## Problem to work on
What is needed is an exact retyping of the records below, from the first line through the line that contains "use crate::node::Node;".

## Source data
++++++++++

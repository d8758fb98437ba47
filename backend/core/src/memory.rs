//! In-memory [`NodeSource`] built from a serde-deserialisable tree description.

use std::collections::{BTreeMap, HashMap};

use anyhow::Context;
use serde::{Deserialize, Serialize};
use tracing::debug;

use crate::error::NodeBridgeError;
use crate::flags::FetchFlags;
use crate::ids::{NodeId, HOST_ID, ROOT_OWNER_ID};
use crate::node::Node;
use crate::query::{ActionId, Direction, FocusKind, RequestArguments};
use crate::source::{AccessibilityFocus, NodeSource};

fn default_visible() -> bool {
    true
}

/// Whole-tree description, e.g. loaded from a YAML fixture.
#[derive(Debug, Clone, Default, Serialize, Deserialize)]
#[serde(rename_all = "camelCase")]
pub struct TreeSpec {
    pub root: u32,
    pub views: Vec<ViewSpec>,
    #[serde(default, skip_serializing_if = "Option::is_none")]
    pub accessibility_focus: Option<FocusSpec>,
    #[serde(default, skip_serializing_if = "Option::is_none")]
    pub input_focus: Option<u32>,
}

/// One real node.
#[derive(Debug, Clone, Default, Serialize, Deserialize)]
#[serde(rename_all = "camelCase")]
pub struct ViewSpec {
    pub id: u32,
    #[serde(default)]
    pub children: Vec<u32>,
    #[serde(default, skip_serializing_if = "Option::is_none")]
    pub text: Option<String>,
    #[serde(default, skip_serializing_if = "Option::is_none")]
    pub tag: Option<String>,
    #[serde(default = "default_visible")]
    pub visible: bool,
    #[serde(default)]
    pub sensitive: bool,
    #[serde(default)]
    pub focusable: bool,
    /// Virtual nodes exposed by this node's provider.
    #[serde(default, skip_serializing_if = "Option::is_none")]
    pub provider: Option<Vec<VirtualSpec>>,
    #[serde(default, skip_serializing_if = "BTreeMap::is_empty")]
    pub extras: BTreeMap<String, serde_json::Value>,
}

/// One virtual node under a provider.
#[derive(Debug, Clone, Default, Serialize, Deserialize)]
#[serde(rename_all = "camelCase")]
pub struct VirtualSpec {
    pub id: u32,
    /// `None` means the provider host is the parent.
    #[serde(default, skip_serializing_if = "Option::is_none")]
    pub parent: Option<u32>,
    #[serde(default)]
    pub children: Vec<u32>,
    #[serde(default, skip_serializing_if = "Option::is_none")]
    pub text: Option<String>,
    #[serde(default)]
    pub focused: bool,
}

#[derive(Debug, Clone, Serialize, Deserialize)]
#[serde(rename_all = "camelCase")]
pub struct FocusSpec {
    pub host: u32,
    #[serde(default, skip_serializing_if = "Option::is_none")]
    pub virtual_descendant: Option<u32>,
}

/// A tree held entirely in memory; handles are real node ids.
#[derive(Debug, Clone)]
pub struct MemoryTree {
    root: u32,
    views: BTreeMap<u32, ViewSpec>,
    parents: HashMap<u32, u32>,
    attached: bool,
    interactive: bool,
    accessibility_focus: Option<(u32, Option<u32>)>,
    input_focus: Option<u32>,
    fetch_flags: FetchFlags,
    performed: Vec<(NodeId, ActionId)>,
    outside_touches: usize,
}

impl MemoryTree {
    pub fn from_spec(spec: TreeSpec) -> Self {
        let mut parents = HashMap::new();
        for view in &spec.views {
            for child in &view.children {
                parents.insert(*child, view.id);
            }
        }
        Self {
            root: spec.root,
            views: spec.views.into_iter().map(|v| (v.id, v)).collect(),
            parents,
            attached: true,
            interactive: true,
            accessibility_focus: spec
                .accessibility_focus
                .map(|f| (f.host, f.virtual_descendant)),
            input_focus: spec.input_focus,
            fetch_flags: FetchFlags::empty(),
            performed: Vec::new(),
            outside_touches: 0,
        }
    }

    /// Build a tree from a YAML fixture.
    pub fn from_yaml(raw: &str) -> Result<Self, NodeBridgeError> {
        let spec: TreeSpec = serde_yaml::from_str(raw).context("Failed to parse tree fixture")?;
        Ok(Self::from_spec(spec))
    }

    /// Tear the tree down; every later query is dropped.
    pub fn detach(&mut self) {
        self.attached = false;
    }

    pub fn set_interactive(&mut self, interactive: bool) {
        self.interactive = interactive;
    }

    /// Remove a real node (its children become unreachable).
    pub fn remove_view(&mut self, id: u32) {
        self.views.remove(&id);
        if let Some(parent) = self.parents.remove(&id) {
            if let Some(view) = self.views.get_mut(&parent) {
                view.children.retain(|c| *c != id);
            }
        }
    }

    pub fn view_mut(&mut self, id: u32) -> Option<&mut ViewSpec> {
        self.views.get_mut(&id)
    }

    /// Every action performed so far, in order.
    pub fn performed_actions(&self) -> &[(NodeId, ActionId)] {
        &self.performed
    }

    pub fn outside_touches(&self) -> usize {
        self.outside_touches
    }

    pub fn current_accessibility_focus(&self) -> Option<NodeId> {
        self.accessibility_focus
            .map(|(host, vd)| NodeId::new(host, vd.unwrap_or(HOST_ID)))
    }

    fn virtual_record(&self, host: u32, descendant_id: u32) -> Option<&VirtualSpec> {
        self.views
            .get(&host)?
            .provider
            .as_ref()?
            .iter()
            .find(|v| v.id == descendant_id)
    }

    fn top_level_virtuals(&self, host: u32) -> Vec<u32> {
        self.views
            .get(&host)
            .and_then(|v| v.provider.as_ref())
            .map(|records| {
                records
                    .iter()
                    .filter(|r| r.parent.is_none())
                    .map(|r| r.id)
                    .collect()
            })
            .unwrap_or_default()
    }

    /// Real nodes in depth-first order starting at `root`.
    fn walk(&self, root: u32) -> Vec<u32> {
        let mut out = Vec::new();
        let mut stack = vec![root];
        while let Some(id) = stack.pop() {
            let Some(view) = self.views.get(&id) else {
                continue;
            };
            out.push(id);
            stack.extend(view.children.iter().rev());
        }
        out
    }

    fn real_snapshot(&self, view: &ViewSpec, extra: Option<&RequestArguments>) -> Node {
        let id = NodeId::host(view.id);
        let mut node = Node::new(id).with_children(
            view.children
                .iter()
                .filter(|c| self.views.contains_key(c))
                .map(|c| NodeId::host(*c)),
        );
        if view.provider.is_some() {
            node.child_ids = self
                .top_level_virtuals(view.id)
                .into_iter()
                .map(|vd| NodeId::new(view.id, vd))
                .collect();
        }
        node.parent_id = self.parents.get(&view.id).map(|p| NodeId::host(*p));
        node.text = view.text.clone();
        if self.fetch_flags.contains(FetchFlags::REPORT_VIEW_IDS) {
            node.view_tag = view.tag.clone();
        }
        node.focused = self.input_focus == Some(view.id);
        node.accessibility_focused = self.accessibility_focus == Some((view.id, None));
        self.attach_extras(&mut node, view, extra);
        node
    }

    fn virtual_snapshot(
        &self,
        view: &ViewSpec,
        record: &VirtualSpec,
        extra: Option<&RequestArguments>,
    ) -> Node {
        let parent = record
            .parent
            .map(|p| NodeId::new(view.id, p))
            .unwrap_or_else(|| NodeId::host(view.id));
        let mut node = Node::new(NodeId::new(view.id, record.id))
            .with_parent(parent)
            .with_children(record.children.iter().map(|c| NodeId::new(view.id, *c)));
        node.text = record.text.clone();
        node.focused = record.focused;
        node.accessibility_focused = self.accessibility_focus == Some((view.id, Some(record.id)));
        self.attach_extras(&mut node, view, extra);
        node
    }

    fn attach_extras(&self, node: &mut Node, view: &ViewSpec, extra: Option<&RequestArguments>) {
        let Some(key) = extra.and_then(|e| e.extra_data_key.as_deref()) else {
            return;
        };
        if let Some(value) = view.extras.get(key) {
            node.extras.insert(key.to_string(), value.clone());
        }
    }
}

impl NodeSource for MemoryTree {
    type Handle = u32;

    fn is_attached(&self) -> bool {
        self.attached
    }

    fn lookup(&self, owner_id: u32) -> Option<u32> {
        let id = if owner_id == ROOT_OWNER_ID {
            self.root
        } else {
            owner_id
        };
        self.views.contains_key(&id).then_some(id)
    }

    fn owner_id(&self, handle: &u32) -> u32 {
        *handle
    }

    fn is_visible(&self, handle: &u32) -> bool {
        if !self.views.get(handle).is_some_and(|v| v.visible) {
            return false;
        }
        let mut current = self.parents.get(handle).copied();
        while let Some(id) = current {
            match self.views.get(&id) {
                Some(view) if !view.visible => return false,
                Some(_) => current = self.parents.get(&id).copied(),
                // Dangling parent: the rest of the chain is unknown.
                None => break,
            }
        }
        true
    }

    fn has_provider(&self, handle: &u32) -> bool {
        self.views
            .get(handle)
            .is_some_and(|v| v.provider.is_some())
    }

    fn snapshot(
        &self,
        handle: &u32,
        descendant_id: u32,
        extra: Option<&RequestArguments>,
    ) -> Option<Node> {
        let view = self.views.get(handle)?;
        if descendant_id == HOST_ID {
            return Some(self.real_snapshot(view, extra));
        }
        let record = self.virtual_record(*handle, descendant_id)?;
        Some(self.virtual_snapshot(view, record, extra))
    }

    fn parent_for_accessibility(&self, handle: &u32) -> Option<u32> {
        self.parents.get(handle).copied()
    }

    fn children_for_accessibility(&self, handle: &u32) -> Vec<u32> {
        self.views
            .get(handle)
            .map(|v| {
                v.children
                    .iter()
                    .copied()
                    .filter(|c| self.views.contains_key(c))
                    .collect()
            })
            .unwrap_or_default()
    }

    fn is_data_sensitive(&self, handle: &u32) -> bool {
        self.views.get(handle).is_some_and(|v| v.sensitive)
    }

    fn accepts_actions(&self) -> bool {
        self.interactive
    }

    fn set_fetch_flags(&mut self, flags: FetchFlags) {
        self.fetch_flags = flags;
    }

    fn reset_fetch_flags(&mut self) {
        self.fetch_flags = FetchFlags::empty();
    }

    fn views_with_tag(&self, root: &u32, tag: &str) -> Vec<u32> {
        self.walk(*root)
            .into_iter()
            .filter(|id| self.views[id].tag.as_deref() == Some(tag))
            .collect()
    }

    fn views_with_text(&self, root: &u32, text: &str) -> Vec<u32> {
        let needle = text.to_lowercase();
        self.walk(*root)
            .into_iter()
            .filter(|id| {
                let view = &self.views[id];
                view.provider.is_some()
                    || view
                        .text
                        .as_deref()
                        .is_some_and(|t| t.to_lowercase().contains(&needle))
            })
            .collect()
    }

    fn provider_find_by_text(&self, handle: &u32, descendant_id: u32, text: &str) -> Vec<Node> {
        let Some(view) = self.views.get(handle) else {
            return Vec::new();
        };
        let needle = text.to_lowercase();
        let mut stack: Vec<u32> = if descendant_id == HOST_ID {
            self.top_level_virtuals(*handle)
        } else {
            vec![descendant_id]
        };
        stack.reverse();
        let mut found = Vec::new();
        while let Some(vd) = stack.pop() {
            let Some(record) = self.virtual_record(*handle, vd) else {
                continue;
            };
            if record
                .text
                .as_deref()
                .is_some_and(|t| t.to_lowercase().contains(&needle))
            {
                found.push(self.virtual_snapshot(view, record, None));
            }
            stack.extend(record.children.iter().rev());
        }
        found
    }

    fn accessibility_focus(&self) -> Option<AccessibilityFocus<u32>> {
        self.accessibility_focus
            .filter(|(host, _)| self.views.contains_key(host))
            .map(|(host, virtual_descendant)| AccessibilityFocus {
                host,
                virtual_descendant,
            })
    }

    fn input_focus(&self, root: &u32) -> Option<u32> {
        self.input_focus
            .filter(|f| self.views.contains_key(f) && self.is_descendant_of(f, root))
    }

    fn provider_find_focus(&self, handle: &u32, kind: FocusKind) -> Option<Node> {
        let view = self.views.get(handle)?;
        let record = match kind {
            FocusKind::Input => view.provider.as_ref()?.iter().find(|r| r.focused)?,
            FocusKind::Accessibility => {
                let (host, vd) = self.accessibility_focus?;
                if host != *handle {
                    return None;
                }
                self.virtual_record(host, vd?)?
            }
        };
        Some(self.virtual_snapshot(view, record, None))
    }

    fn focus_search(&self, root: &u32, direction: Direction) -> Option<u32> {
        let order: Vec<u32> = self
            .walk(*root)
            .into_iter()
            .filter(|id| self.views[id].focusable && self.is_visible(id))
            .collect();
        let current = self
            .input_focus
            .and_then(|f| order.iter().position(|id| *id == f));
        let next = match (direction, current) {
            (_, None) => 0,
            (Direction::Forward | Direction::Down | Direction::Right, Some(i)) => i + 1,
            (Direction::Backward | Direction::Up | Direction::Left, Some(i)) => i.checked_sub(1)?,
        };
        order.get(next).copied()
    }

    fn perform_action(
        &mut self,
        handle: &u32,
        descendant_id: u32,
        action: ActionId,
        _args: Option<&RequestArguments>,
    ) -> bool {
        if !self.views.contains_key(handle) {
            return false;
        }
        if descendant_id != HOST_ID && self.virtual_record(*handle, descendant_id).is_none() {
            return false;
        }
        let virtual_descendant = (descendant_id != HOST_ID).then_some(descendant_id);
        match action {
            ActionId::ACCESSIBILITY_FOCUS => {
                self.accessibility_focus = Some((*handle, virtual_descendant));
            }
            ActionId::CLEAR_ACCESSIBILITY_FOCUS => {
                if self.accessibility_focus != Some((*handle, virtual_descendant)) {
                    return false;
                }
                self.accessibility_focus = None;
            }
            ActionId::FOCUS if virtual_descendant.is_none() => {
                self.input_focus = Some(*handle);
            }
            _ => {}
        }
        debug!(owner_id = handle, descendant_id, action = action.0, "Action performed");
        self.performed
            .push((NodeId::new(*handle, descendant_id), action));
        true
    }

    fn notify_outside_touch(&mut self, _root: &u32) {
        self.outside_touches += 1;
    }
}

++++++++++

## Exercise solution
repository d8758fb98437ba47
filename backend/core/src/memory.rs
//! In-memory [`NodeSource`] built from a serde-deserialisable tree description.

use std::collections::{BTreeMap, HashMap};

use anyhow::Context;
use serde::{Deserialize, Serialize};
use tracing::debug;

use crate::error::NodeBridgeError;
use crate::flags::FetchFlags;
use crate::ids::{NodeId, HOST_ID, ROOT_OWNER_ID};
use crate::node::Node;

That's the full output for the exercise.